Now that does not mean that I experience some wrenching sensation when I finally heave myself onto the bus bound for Narita airport, bags stowed and airplane sandwiches on ice. Strangely, I leave easily. It is the coming back that is hard.
Funny the words used to describe this process. I am a “registered alien” and have a “re-entry permit” to come back into Japan. In many, many senses of the word, “re-entry” does prove to be a jarring transition.

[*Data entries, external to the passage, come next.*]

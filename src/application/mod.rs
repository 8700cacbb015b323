//! Application-facing contracts shared by handlers and workers.

pub mod error;
pub mod repos;
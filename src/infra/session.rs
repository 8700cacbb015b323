//! Signed cookie session store.

use std::{collections::BTreeMap, fmt};

use axum::http::HeaderMap;
use axum_extra::extract::cookie::{Cookie, Key, SameSite, SignedCookieJar};
use base64::{Engine as _, engine::general_purpose::URL_SAFE_NO_PAD};
use serde::{Deserialize, Serialize, de::DeserializeOwned};
use sha2::{Digest, Sha512};
use time::OffsetDateTime;
use tracing::debug;

use crate::config::SessionSettings;

use super::error::InfraError;

pub const COOKIE_PATH: &str = "/";

/// Attributes applied to every session cookie.
#[derive(Debug, Clone)]
pub struct SessionOptions {
    pub path: String,
    /// Cookie lifetime and server-side session lifetime. `None` means a browser-session cookie.
    pub max_age: Option<time::Duration>,
    pub secure: bool,
    pub same_site: SameSite,
}

/// Values stored in one session.
#[derive(Debug, Clone, Default, PartialEq)]
pub struct Session {
    values: BTreeMap<String, serde_json::Value>,
}

/// Signed cookie payload: the session values plus the unix time they were written.
#[derive(Serialize, Deserialize)]
struct Envelope<V> {
    iat: i64,
    values: V,
}

impl Session {
    pub fn get<T: DeserializeOwned>(&self, key: &str) -> Option<T> {
        self.values
            .get(key)
            .and_then(|value| serde_json::from_value(value.clone()).ok())
    }

    pub fn insert<T: Serialize>(&mut self, key: impl Into<String>, value: &T) -> Result<(), InfraError> {
        let value = serde_json::to_value(value)
            .map_err(|err| InfraError::session(format!("unserializable session value: {err}")))?;
        self.values.insert(key.into(), value);
        Ok(())
    }

    pub fn remove(&mut self, key: &str) -> Option<serde_json::Value> {
        self.values.remove(key)
    }

    pub fn is_empty(&self) -> bool {
        self.values.is_empty()
    }

    fn encode(&self, issued_at: OffsetDateTime) -> Result<String, InfraError> {
        let envelope = Envelope {
            iat: issued_at.unix_timestamp(),
            values: &self.values,
        };
        let json = serde_json::to_vec(&envelope)
            .map_err(|err| InfraError::session(format!("failed to encode session: {err}")))?;
        Ok(URL_SAFE_NO_PAD.encode(json))
    }

    fn decode(value: &str) -> Option<(Self, OffsetDateTime)> {
        let json = URL_SAFE_NO_PAD.decode(value).ok()?;
        let envelope: Envelope<BTreeMap<String, serde_json::Value>> =
            serde_json::from_slice(&json).ok()?;
        let issued_at = OffsetDateTime::from_unix_timestamp(envelope.iat).ok()?;
        Some((
            Self {
                values: envelope.values,
            },
            issued_at,
        ))
    }
}

/// Cookie-backed sessions signed with a key derived from the configured secret.
#[derive(Clone)]
pub struct SessionStore {
    key: Key,
    cookie_name: String,
    options: SessionOptions,
}

impl fmt::Debug for SessionStore {
    fn fmt(&self, f: &mut fmt::Formatter<'_>) -> fmt::Result {
        f.debug_struct("SessionStore")
            .field("cookie_name", &self.cookie_name)
            .field("options", &self.options)
            .finish_non_exhaustive()
    }
}

fn derive_key(secret: &str) -> Key {
    let mut hasher = Sha512::new();
    hasher.update(secret.as_bytes());
    let digest = hasher.finalize().to_vec();
    Key::from(digest.as_slice())
}

impl SessionStore {
    pub fn new(settings: &SessionSettings) -> Result<Self, InfraError> {
        let secret = settings.secret.expose();
        if secret.trim().is_empty() {
            return Err(InfraError::session("session secret must not be empty"));
        }

        let max_age = settings
            .max_age
            .map(time::Duration::try_from)
            .transpose()
            .map_err(|err| InfraError::session(format!("session max age out of range: {err}")))?;

        Ok(Self {
            key: derive_key(secret),
            cookie_name: settings.cookie_name.clone(),
            options: SessionOptions {
                path: COOKIE_PATH.to_string(),
                max_age,
                secure: settings.secure,
                same_site: SameSite::Lax,
            },
        })
    }

    pub fn key(&self) -> &Key {
        &self.key
    }

    pub fn cookie_name(&self) -> &str {
        &self.cookie_name
    }

    pub fn options(&self) -> &SessionOptions {
        &self.options
    }

    pub fn jar(&self, headers: &HeaderMap) -> SignedCookieJar {
        SignedCookieJar::from_headers(headers, self.key.clone())
    }

    /// Session cookie carrying `value`. HttpOnly is always set; `Max-Age` only when configured.
    pub fn cookie(&self, value: String) -> Cookie<'static> {
        let mut cookie = Cookie::build((self.cookie_name.clone(), value))
            .path(self.options.path.clone())
            .secure(self.options.secure)
            .same_site(self.options.same_site)
            .http_only(true)
            .build();
        if let Some(max_age) = self.options.max_age {
            cookie.set_max_age(max_age);
        }
        cookie
    }

    /// The session in `jar`, or an empty one when the cookie is absent, unsigned, malformed
    /// or older than the configured max age.
    pub fn load(&self, jar: &SignedCookieJar) -> Session {
        self.load_at(jar, OffsetDateTime::now_utc())
    }

    fn load_at(&self, jar: &SignedCookieJar, now: OffsetDateTime) -> Session {
        let Some(cookie) = jar.get(&self.cookie_name) else {
            return Session::default();
        };
        let Some((session, issued_at)) = Session::decode(cookie.value()) else {
            debug!(cookie = %self.cookie_name, "discarding undecodable session cookie");
            return Session::default();
        };
        if self
            .options
            .max_age
            .is_some_and(|max_age| now - issued_at > max_age)
        {
            debug!(
                cookie = %self.cookie_name,
                issued_at = issued_at.unix_timestamp(),
                "discarding expired session cookie"
            );
            return Session::default();
        }
        session
    }

    pub fn save(&self, jar: SignedCookieJar, session: &Session) -> Result<SignedCookieJar, InfraError> {
        Ok(jar.add(self.cookie(session.encode(OffsetDateTime::now_utc())?)))
    }

    pub fn clear(&self, jar: SignedCookieJar) -> SignedCookieJar {
        jar.remove(
            Cookie::build(self.cookie_name.clone())
                .path(self.options.path.clone())
                .build(),
        )
    }
}
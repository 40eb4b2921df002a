pub mod config;
pub mod error;
pub mod item;

pub use config::{Config, RunConfig, SpikeAnchor};
pub use error::*;
pub use item::*;
use thiserror::Error;

use latprobe_core::ConfigError;
use latprobe_storage::SinkError;

#[derive(Error, Debug)]
pub enum EngineError {
    #[error(transparent)]
    Config(#[from] ConfigError),

    #[error("report query failed: {0}")]
    Sink(#[from] SinkError),

    #[error("no content sources configured")]
    NoSources,
}
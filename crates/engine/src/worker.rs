use std::sync::Arc;
use std::time::Duration;

use tokio::sync::Semaphore;
use tokio::time::Instant;
use tracing::{debug, warn};

use latprobe_client::Scorer;
use latprobe_core::{Measurement, SampledItem};
use latprobe_storage::MeasurementSink;

use crate::counter::CompletionCounter;

/// Handles every worker shares. Cloning only bumps reference counts.
#[derive(Clone)]
pub struct WorkerContext {
    pub scorer: Arc<dyn Scorer>,
    pub sink: Arc<dyn MeasurementSink>,
    pub counter: Arc<CompletionCounter>,
    /// Caps concurrently scoring workers when set.
    pub limiter: Option<Arc<Semaphore>>,
}

impl WorkerContext {
    pub fn new(scorer: Arc<dyn Scorer>, sink: Arc<dyn MeasurementSink>) -> Self {
        Self {
            scorer,
            sink,
            counter: Arc::new(CompletionCounter::new()),
            limiter: None,
        }
    }

    pub fn with_max_in_flight(mut self, max_in_flight: Option<usize>) -> Self {
        self.limiter = max_in_flight.map(|n| Arc::new(Semaphore::new(n)));
        self
    }
}

#[derive(Debug, Clone, PartialEq)]
pub enum WorkerOutcome {
    /// Measured and written to the sink.
    Recorded { elapsed_secs: f64 },
    /// The scoring call failed; nothing was counted or written.
    ScoreFailed,
    /// Measured and counted, but the sink rejected the write.
    SinkFailed,
}

/// One scoring call for one sampled item.
pub struct ScoringWorker {
    ctx: WorkerContext,
    source_tag: Arc<str>,
    item: SampledItem,
    delay: Duration,
}

impl ScoringWorker {
    pub fn new(ctx: WorkerContext, source_tag: Arc<str>, item: SampledItem, delay: Duration) -> Self {
        Self {
            ctx,
            source_tag,
            item,
            delay,
        }
    }

    pub async fn run(self) -> WorkerOutcome {
        // Sleeping workers hold no permit and no lock.
        if !self.delay.is_zero() {
            tokio::time::sleep(self.delay).await;
        }

        let permit = match &self.ctx.limiter {
            Some(limiter) => limiter.clone().acquire_owned().await.ok(),
            None => None,
        };

        let started = Instant::now();
        let scored = self.ctx.scorer.score(&self.source_tag, self.item.id).await;
        let elapsed_secs = started.elapsed().as_secs_f64();
        drop(permit);

        if let Err(e) = scored {
            warn!(
                source = %self.source_tag,
                item_id = self.item.id,
                error = %e,
                "scoring call failed, measurement dropped"
            );
            return WorkerOutcome::ScoreFailed;
        }

        self.ctx.counter.increment();

        let measurement = Measurement::new(self.item.id, &*self.source_tag, elapsed_secs);
        match self.ctx.sink.record(&measurement).await {
            Ok(()) => {
                debug!(source = %self.source_tag, item_id = self.item.id, elapsed_secs, "measurement recorded");
                WorkerOutcome::Recorded { elapsed_secs }
            }
            Err(e) => {
                warn!(
                    source = %self.source_tag,
                    item_id = self.item.id,
                    error = %e,
                    "failed to write measurement"
                );
                WorkerOutcome::SinkFailed
            }
        }
    }
}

The house almost seems to have spurned me. Somehow life has gone on without me, there are changes that Tadaaki has effected in my absence—some not so subtle. The clutter has grown, and the same things that were on the counter when I left don’t appear to have shifted position. In some sense, life has stood still, but in another sense it has taken another direction and my space has closed up, leaving me almost an outsider.
Ace Hotel, Portland
This fall has been a particularly busy one for trips abroad. I spent a couple weeks “interning” in the kitchen at Chez Panisse in September, ten days in Italy for Slow Food in October, and then two weeks in California to visit family and attend a Japanese food event at the CIA in Napa this month.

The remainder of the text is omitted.